Annual Multidisciplinary Conference Series: Established in 2023

"Parrhesia", Campidoglio, Rome, Italy, September 2011
Kreider + O’Leary, "Parrhesia", Campidoglio, Rome, Italy, September 2011

 

The environmental crisis is a planetary problem but the ways in which the climate catastrophe is experienced and spoken and written about are far from universal. Environmental slow violence unfolds globally but unevenly across self-perceived centres and peripheries of political, economic, and cultural power. It cements and exacerbates century-old patterns of colonial violence. The language of the Anthropocene foregrounds universality, in ways that risk to marginalise or silence the world’s most vulnerable communities. 

How can we strive for a plurality of languages that articulates these tensions and apparent contradictions, and that aspires to transcend them? What are the most salient differences, across dominant and minority languages, including the languages of indigenous people?

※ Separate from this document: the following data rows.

//! Fixed safety-category block list sent with every model call.
//!
//! Modeled as an enumerated lookup table, not dynamic dispatch: the
//! five categories are a contract with the upstream content filter and
//! never change at runtime.

use serde::{Deserialize, Serialize};

use std::fmt;

/// Harm category blocked for all generations.
#[derive(Debug, Clone, Copy, PartialEq, Eq, Serialize, Deserialize)]
#[serde(rename_all = "snake_case")]
pub enum SafetyCategory {
    Harassment,
    HateSpeech,
    SexuallyExplicit,
    DangerousContent,
    /// Child-specific category on top of the four standard ones.
    ChildSafety,
}

impl SafetyCategory {
    /// Wire name understood by the upstream safety filter.
    pub fn api_name(&self) -> &'static str {
        match self {
            SafetyCategory::Harassment => "HARM_CATEGORY_HARASSMENT",
            SafetyCategory::HateSpeech => "HARM_CATEGORY_HATE_SPEECH",
            SafetyCategory::SexuallyExplicit => "HARM_CATEGORY_SEXUALLY_EXPLICIT",
            SafetyCategory::DangerousContent => "HARM_CATEGORY_DANGEROUS_CONTENT",
            SafetyCategory::ChildSafety => "HARM_CATEGORY_CHILD_SAFETY",
        }
    }
}

impl fmt::Display for SafetyCategory {
    // Display is the API name; keeps log lines greppable against upstream docs.
    fn fmt(&self, f: &mut fmt::Formatter<'_>) -> fmt::Result {
        write!(f, "{}", self.api_name())
    }
}

/// The complete block list. Every entry is enforced at the strictest
/// threshold the upstream filter offers.
pub const BLOCKED_CATEGORIES: [SafetyCategory; 5] = [
    SafetyCategory::Harassment,
    SafetyCategory::HateSpeech,
    SafetyCategory::SexuallyExplicit,
    SafetyCategory::DangerousContent,
    SafetyCategory::ChildSafety,
];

How is the global environmental catastrophe differently conceptualised in policy and science, on the one hand, and everyday life, on the other?

Established in 2023, this annual conference offers a comparative analysis and collective re-thinking of the role of language(s) in personal, communal, transnational and planetary engagement with environmental catastrophe. We focus on four interrelated sets of questions: 

  • How can the expertise of scholars of literature, language, and culture be engaged to advance our understanding of cultural and linguistic difference in climate discourse? 
  • How can researchers help foster multilingual communities that query Anthropocene discourse from diverse angles, including the position of its least privileged and most vulnerable designations? 
  • What is the relation between human multilingualism and more-than-human communities, temporalities, and intersections? Can multilingualism guide us towards imaginative frameworks that resist anthropocentric mastery? 
  • Can we read the Anthropocene as a grammar or language that is shaped by particular quotidian orderings of world-ending and world-building forces (e.g. time, movement, affect, space)?

Programme

2024 Symposium

Day 1: Tuesday, 18th June 2024

Location: Sala Ignazio Ambrogio | Dipartimento di Lingue, Letterature Culture Straniere
Università degli Studi Roma Tre | Via del Valco di San Paolo 19 |00142 Rome

11:20
WELCOME
11:30
INTRODUCTIONs

Florian Mussgnug (University College London)

11:45
OPENING KEYNOTE

Anais Maurer (Rutgers University | CAPAS)
Fighting Nuclear Colonialism and Climate Imperialism from the Empire's Edge

12:45Lunch
14:15
AGAINST CLIMATE COLONIALITY

Chair: Lucia Esposito (Roma Tre University)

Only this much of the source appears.